[Opening SOURCE MATERIAL section]

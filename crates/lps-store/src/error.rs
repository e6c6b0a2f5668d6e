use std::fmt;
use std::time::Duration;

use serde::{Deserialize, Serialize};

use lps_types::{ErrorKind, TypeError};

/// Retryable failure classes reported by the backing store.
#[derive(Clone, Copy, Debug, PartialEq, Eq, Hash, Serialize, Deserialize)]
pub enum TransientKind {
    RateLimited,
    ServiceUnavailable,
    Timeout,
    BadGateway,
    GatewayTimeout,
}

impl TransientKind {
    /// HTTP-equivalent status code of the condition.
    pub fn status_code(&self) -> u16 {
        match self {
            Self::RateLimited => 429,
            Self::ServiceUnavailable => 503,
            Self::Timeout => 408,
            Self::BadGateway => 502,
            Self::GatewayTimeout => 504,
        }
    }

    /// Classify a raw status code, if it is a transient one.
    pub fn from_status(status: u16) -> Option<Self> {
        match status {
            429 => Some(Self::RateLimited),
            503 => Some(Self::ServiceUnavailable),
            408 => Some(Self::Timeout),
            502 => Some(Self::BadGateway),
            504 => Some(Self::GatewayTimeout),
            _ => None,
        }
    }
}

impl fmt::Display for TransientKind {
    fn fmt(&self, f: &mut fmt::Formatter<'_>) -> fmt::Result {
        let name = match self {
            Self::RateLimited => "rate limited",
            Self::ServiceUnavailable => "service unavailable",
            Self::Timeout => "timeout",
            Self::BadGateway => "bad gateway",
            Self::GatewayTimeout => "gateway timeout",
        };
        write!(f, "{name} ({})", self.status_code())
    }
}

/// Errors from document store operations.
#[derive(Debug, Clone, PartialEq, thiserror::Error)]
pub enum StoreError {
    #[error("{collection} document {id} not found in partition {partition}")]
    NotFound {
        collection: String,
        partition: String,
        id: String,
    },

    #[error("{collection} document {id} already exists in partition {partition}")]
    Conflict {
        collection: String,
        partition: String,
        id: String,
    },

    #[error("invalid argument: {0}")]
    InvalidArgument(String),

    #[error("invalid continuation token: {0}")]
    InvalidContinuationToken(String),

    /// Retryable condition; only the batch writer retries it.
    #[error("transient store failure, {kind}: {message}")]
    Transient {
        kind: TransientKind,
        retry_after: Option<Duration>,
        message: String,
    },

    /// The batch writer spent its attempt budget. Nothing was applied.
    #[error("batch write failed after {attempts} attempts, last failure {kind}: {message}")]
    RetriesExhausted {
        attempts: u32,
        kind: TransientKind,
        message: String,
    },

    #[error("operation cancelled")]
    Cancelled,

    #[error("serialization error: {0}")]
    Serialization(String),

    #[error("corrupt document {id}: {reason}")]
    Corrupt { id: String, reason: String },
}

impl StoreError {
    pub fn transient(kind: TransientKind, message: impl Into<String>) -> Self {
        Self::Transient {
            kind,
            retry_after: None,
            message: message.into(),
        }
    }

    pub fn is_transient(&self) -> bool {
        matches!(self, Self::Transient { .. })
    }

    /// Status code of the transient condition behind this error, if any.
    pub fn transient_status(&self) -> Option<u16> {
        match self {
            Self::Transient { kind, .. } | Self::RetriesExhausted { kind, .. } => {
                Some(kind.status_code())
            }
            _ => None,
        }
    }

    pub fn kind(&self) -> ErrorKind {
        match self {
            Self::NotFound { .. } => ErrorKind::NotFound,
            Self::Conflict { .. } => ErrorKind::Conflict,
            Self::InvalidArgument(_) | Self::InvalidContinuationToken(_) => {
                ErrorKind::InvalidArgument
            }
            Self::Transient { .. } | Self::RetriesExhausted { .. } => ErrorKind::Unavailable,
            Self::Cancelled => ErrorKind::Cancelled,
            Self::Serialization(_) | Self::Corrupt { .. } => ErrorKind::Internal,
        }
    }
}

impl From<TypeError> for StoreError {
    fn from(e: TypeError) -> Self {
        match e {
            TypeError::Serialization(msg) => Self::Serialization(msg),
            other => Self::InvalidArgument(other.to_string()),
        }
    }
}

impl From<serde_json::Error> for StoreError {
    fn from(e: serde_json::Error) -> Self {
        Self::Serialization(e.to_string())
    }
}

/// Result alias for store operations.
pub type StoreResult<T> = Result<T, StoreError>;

[Closing SOURCE MATERIAL section]

> [WHAT YOU SHOULD DO] Search the data above and return each line in which "BadGateway" occurs.

> [OUTPUT FOR THIS EXERCISE]
    BadGateway,
            Self::BadGateway => 502,
            502 => Some(Self::BadGateway),
            Self::BadGateway => "bad gateway",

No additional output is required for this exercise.